══ Material to process
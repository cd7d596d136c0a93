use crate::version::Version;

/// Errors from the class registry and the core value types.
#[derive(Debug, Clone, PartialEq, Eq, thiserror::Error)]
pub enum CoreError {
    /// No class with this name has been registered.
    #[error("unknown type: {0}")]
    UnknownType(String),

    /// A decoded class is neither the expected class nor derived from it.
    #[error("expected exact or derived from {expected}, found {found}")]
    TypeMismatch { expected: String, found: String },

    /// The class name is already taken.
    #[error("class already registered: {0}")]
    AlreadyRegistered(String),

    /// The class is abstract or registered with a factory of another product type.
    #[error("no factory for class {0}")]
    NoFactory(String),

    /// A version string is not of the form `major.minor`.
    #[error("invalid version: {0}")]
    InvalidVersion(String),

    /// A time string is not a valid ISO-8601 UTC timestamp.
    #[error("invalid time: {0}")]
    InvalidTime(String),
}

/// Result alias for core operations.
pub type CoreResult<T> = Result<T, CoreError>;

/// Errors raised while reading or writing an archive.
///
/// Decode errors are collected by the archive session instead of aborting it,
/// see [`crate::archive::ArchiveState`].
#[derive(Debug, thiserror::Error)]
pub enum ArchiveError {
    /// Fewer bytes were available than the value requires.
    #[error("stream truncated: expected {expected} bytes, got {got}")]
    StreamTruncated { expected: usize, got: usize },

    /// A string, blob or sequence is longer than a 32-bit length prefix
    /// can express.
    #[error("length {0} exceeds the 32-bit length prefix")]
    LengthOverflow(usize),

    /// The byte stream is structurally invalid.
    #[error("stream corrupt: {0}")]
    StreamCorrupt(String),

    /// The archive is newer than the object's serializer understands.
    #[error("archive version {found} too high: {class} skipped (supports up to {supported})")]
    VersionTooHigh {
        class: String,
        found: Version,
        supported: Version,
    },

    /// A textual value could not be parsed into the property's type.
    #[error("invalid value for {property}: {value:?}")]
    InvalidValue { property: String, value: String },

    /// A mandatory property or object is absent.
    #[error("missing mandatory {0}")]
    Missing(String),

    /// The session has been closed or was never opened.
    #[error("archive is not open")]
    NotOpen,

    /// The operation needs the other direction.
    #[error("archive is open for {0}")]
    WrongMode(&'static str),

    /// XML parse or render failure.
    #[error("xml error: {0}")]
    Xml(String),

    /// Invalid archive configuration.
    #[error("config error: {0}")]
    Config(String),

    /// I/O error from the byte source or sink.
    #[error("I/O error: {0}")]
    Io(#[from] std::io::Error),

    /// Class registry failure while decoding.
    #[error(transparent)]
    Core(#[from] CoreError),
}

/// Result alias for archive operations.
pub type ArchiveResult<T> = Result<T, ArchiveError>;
════
══ Material to process
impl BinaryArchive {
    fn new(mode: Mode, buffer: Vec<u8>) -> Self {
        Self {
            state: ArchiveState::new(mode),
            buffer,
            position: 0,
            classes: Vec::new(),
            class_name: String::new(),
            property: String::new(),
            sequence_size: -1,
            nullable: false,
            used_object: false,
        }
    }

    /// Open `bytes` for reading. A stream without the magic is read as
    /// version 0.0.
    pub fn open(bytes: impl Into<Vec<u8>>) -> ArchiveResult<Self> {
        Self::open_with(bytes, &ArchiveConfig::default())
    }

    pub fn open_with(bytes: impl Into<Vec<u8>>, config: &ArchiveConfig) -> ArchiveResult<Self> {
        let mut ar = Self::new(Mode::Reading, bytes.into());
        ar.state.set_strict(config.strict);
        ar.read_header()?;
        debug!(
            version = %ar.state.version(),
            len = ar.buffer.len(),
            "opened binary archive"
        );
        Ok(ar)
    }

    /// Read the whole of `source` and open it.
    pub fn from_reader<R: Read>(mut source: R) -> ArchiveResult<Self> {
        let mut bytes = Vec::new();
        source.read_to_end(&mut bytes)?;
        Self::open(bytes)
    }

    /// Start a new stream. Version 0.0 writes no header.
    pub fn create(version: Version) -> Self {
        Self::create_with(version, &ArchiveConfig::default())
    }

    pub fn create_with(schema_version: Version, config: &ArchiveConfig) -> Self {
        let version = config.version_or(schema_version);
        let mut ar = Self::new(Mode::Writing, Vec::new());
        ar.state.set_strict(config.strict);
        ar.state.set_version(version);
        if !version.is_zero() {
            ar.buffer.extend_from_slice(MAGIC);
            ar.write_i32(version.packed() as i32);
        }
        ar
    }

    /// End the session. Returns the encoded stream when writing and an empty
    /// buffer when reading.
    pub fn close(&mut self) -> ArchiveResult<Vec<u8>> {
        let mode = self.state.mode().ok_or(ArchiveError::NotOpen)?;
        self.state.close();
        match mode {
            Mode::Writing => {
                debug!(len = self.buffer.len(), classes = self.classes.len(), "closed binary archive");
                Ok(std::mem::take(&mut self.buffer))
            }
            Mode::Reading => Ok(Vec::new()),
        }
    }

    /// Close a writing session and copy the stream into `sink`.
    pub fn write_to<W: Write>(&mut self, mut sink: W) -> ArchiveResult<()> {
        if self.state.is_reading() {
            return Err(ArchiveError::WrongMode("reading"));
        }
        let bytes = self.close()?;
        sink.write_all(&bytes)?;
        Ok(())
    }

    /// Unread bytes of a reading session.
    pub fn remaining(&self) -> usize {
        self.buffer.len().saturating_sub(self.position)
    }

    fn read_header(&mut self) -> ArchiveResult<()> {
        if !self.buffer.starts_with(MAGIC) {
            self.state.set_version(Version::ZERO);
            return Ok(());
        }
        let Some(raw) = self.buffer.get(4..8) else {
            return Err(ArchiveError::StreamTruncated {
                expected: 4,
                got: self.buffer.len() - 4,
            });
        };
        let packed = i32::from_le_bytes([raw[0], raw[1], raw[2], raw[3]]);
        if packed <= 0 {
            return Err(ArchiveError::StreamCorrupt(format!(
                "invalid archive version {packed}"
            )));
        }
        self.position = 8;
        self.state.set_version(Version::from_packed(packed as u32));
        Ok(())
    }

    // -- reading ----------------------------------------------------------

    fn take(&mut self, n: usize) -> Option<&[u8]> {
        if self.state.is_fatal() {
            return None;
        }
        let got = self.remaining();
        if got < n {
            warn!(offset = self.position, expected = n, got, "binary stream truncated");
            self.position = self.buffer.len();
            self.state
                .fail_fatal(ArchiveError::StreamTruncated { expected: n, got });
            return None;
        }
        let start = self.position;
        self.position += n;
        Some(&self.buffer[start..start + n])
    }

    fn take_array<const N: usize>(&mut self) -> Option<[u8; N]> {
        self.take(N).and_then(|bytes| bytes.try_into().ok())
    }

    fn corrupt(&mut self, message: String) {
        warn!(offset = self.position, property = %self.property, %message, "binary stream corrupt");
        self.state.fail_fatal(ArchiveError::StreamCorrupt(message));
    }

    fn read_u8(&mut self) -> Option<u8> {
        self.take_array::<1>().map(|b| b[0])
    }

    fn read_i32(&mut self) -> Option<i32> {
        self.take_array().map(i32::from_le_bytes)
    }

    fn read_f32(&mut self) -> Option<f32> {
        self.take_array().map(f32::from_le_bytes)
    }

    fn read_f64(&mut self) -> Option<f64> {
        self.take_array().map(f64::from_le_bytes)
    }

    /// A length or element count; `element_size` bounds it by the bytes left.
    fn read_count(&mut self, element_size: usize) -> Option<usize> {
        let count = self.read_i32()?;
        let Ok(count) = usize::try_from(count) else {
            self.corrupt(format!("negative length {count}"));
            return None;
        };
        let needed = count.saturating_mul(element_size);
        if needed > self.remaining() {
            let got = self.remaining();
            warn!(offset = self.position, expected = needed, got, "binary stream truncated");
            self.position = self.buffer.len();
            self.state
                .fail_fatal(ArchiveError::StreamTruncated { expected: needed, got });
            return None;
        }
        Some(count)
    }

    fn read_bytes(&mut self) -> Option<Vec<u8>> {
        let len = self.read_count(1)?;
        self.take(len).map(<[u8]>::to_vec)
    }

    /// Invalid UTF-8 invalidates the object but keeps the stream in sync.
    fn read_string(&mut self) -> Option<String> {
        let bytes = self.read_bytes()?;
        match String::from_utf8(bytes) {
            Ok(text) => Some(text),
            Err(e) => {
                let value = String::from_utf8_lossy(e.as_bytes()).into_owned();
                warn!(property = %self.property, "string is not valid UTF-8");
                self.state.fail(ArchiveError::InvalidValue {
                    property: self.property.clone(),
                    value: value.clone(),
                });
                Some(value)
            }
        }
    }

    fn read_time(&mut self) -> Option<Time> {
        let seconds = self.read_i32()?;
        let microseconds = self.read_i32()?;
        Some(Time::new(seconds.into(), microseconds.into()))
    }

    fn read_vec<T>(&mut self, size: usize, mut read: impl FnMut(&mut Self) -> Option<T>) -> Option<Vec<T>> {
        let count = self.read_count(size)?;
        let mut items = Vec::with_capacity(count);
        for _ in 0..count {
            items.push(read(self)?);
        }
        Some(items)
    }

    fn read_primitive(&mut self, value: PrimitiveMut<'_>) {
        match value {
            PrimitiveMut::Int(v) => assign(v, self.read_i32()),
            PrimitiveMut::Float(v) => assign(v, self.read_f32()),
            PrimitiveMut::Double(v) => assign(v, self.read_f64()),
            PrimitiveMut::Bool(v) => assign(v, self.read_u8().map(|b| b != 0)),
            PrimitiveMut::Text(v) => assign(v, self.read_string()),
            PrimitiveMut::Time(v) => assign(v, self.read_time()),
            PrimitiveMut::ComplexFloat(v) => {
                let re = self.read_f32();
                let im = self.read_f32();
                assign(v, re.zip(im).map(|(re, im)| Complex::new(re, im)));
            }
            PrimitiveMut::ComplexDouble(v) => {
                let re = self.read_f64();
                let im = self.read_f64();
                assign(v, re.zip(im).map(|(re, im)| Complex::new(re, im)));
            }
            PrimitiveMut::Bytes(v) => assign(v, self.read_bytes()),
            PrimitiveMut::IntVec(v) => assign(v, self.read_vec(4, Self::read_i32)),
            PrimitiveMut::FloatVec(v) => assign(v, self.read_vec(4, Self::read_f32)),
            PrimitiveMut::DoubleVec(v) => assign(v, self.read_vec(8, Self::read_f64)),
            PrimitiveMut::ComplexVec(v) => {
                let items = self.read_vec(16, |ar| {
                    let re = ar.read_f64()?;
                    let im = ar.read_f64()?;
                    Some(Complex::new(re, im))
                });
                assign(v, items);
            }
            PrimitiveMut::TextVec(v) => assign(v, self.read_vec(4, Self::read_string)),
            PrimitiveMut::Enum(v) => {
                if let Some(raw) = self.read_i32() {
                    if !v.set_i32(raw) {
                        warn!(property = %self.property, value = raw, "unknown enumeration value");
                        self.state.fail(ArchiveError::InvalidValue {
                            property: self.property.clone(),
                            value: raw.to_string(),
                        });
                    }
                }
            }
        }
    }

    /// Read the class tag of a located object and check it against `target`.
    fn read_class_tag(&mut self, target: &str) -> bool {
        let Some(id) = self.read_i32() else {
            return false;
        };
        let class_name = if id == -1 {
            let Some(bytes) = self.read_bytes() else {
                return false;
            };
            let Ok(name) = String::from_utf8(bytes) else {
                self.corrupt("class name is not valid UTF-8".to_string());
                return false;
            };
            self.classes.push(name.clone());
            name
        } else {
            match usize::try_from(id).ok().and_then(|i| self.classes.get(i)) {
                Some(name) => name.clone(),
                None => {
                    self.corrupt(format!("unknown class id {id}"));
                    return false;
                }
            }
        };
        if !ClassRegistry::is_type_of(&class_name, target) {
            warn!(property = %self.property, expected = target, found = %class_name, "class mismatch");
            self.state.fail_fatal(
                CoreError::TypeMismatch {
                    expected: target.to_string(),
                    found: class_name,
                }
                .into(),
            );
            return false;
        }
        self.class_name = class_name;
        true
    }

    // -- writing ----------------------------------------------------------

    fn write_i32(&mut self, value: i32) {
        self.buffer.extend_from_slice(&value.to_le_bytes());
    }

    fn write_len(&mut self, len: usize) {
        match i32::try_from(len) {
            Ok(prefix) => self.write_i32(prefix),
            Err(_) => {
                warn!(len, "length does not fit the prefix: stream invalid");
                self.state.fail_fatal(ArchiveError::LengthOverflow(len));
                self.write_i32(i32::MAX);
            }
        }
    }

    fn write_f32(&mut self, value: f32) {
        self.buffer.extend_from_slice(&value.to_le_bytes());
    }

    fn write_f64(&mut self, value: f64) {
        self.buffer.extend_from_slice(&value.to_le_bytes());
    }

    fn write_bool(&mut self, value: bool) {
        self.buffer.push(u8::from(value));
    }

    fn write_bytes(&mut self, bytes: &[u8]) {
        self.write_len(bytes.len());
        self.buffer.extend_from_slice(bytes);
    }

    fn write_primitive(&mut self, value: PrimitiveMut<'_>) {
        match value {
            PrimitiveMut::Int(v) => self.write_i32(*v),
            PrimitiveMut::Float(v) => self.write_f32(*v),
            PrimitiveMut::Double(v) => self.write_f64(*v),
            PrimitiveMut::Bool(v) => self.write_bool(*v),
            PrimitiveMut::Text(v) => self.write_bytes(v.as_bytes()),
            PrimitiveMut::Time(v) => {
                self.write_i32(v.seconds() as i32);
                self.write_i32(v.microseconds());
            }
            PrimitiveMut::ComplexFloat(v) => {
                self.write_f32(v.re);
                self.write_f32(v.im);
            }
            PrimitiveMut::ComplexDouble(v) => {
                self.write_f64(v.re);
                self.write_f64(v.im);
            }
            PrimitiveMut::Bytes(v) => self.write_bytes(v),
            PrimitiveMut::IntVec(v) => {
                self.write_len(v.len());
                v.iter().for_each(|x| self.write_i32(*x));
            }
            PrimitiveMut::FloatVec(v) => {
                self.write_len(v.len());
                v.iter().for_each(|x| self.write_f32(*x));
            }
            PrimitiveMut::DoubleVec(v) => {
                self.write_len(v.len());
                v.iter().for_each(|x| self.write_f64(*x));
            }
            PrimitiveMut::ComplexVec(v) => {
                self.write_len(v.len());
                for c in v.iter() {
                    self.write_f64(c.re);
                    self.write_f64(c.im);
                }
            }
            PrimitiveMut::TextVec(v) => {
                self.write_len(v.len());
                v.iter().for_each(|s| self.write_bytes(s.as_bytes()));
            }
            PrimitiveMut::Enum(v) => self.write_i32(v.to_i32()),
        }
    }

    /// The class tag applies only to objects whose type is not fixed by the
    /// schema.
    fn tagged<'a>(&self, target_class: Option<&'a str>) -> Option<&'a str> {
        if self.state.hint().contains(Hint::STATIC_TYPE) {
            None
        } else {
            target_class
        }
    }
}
════
## [Exercise objective]
For the word "IntVec", go through the records and show each line that carries it.

## [Problem solution]
            PrimitiveMut::IntVec(v) => assign(v, self.read_vec(4, Self::read_i32)),
            PrimitiveMut::IntVec(v) => {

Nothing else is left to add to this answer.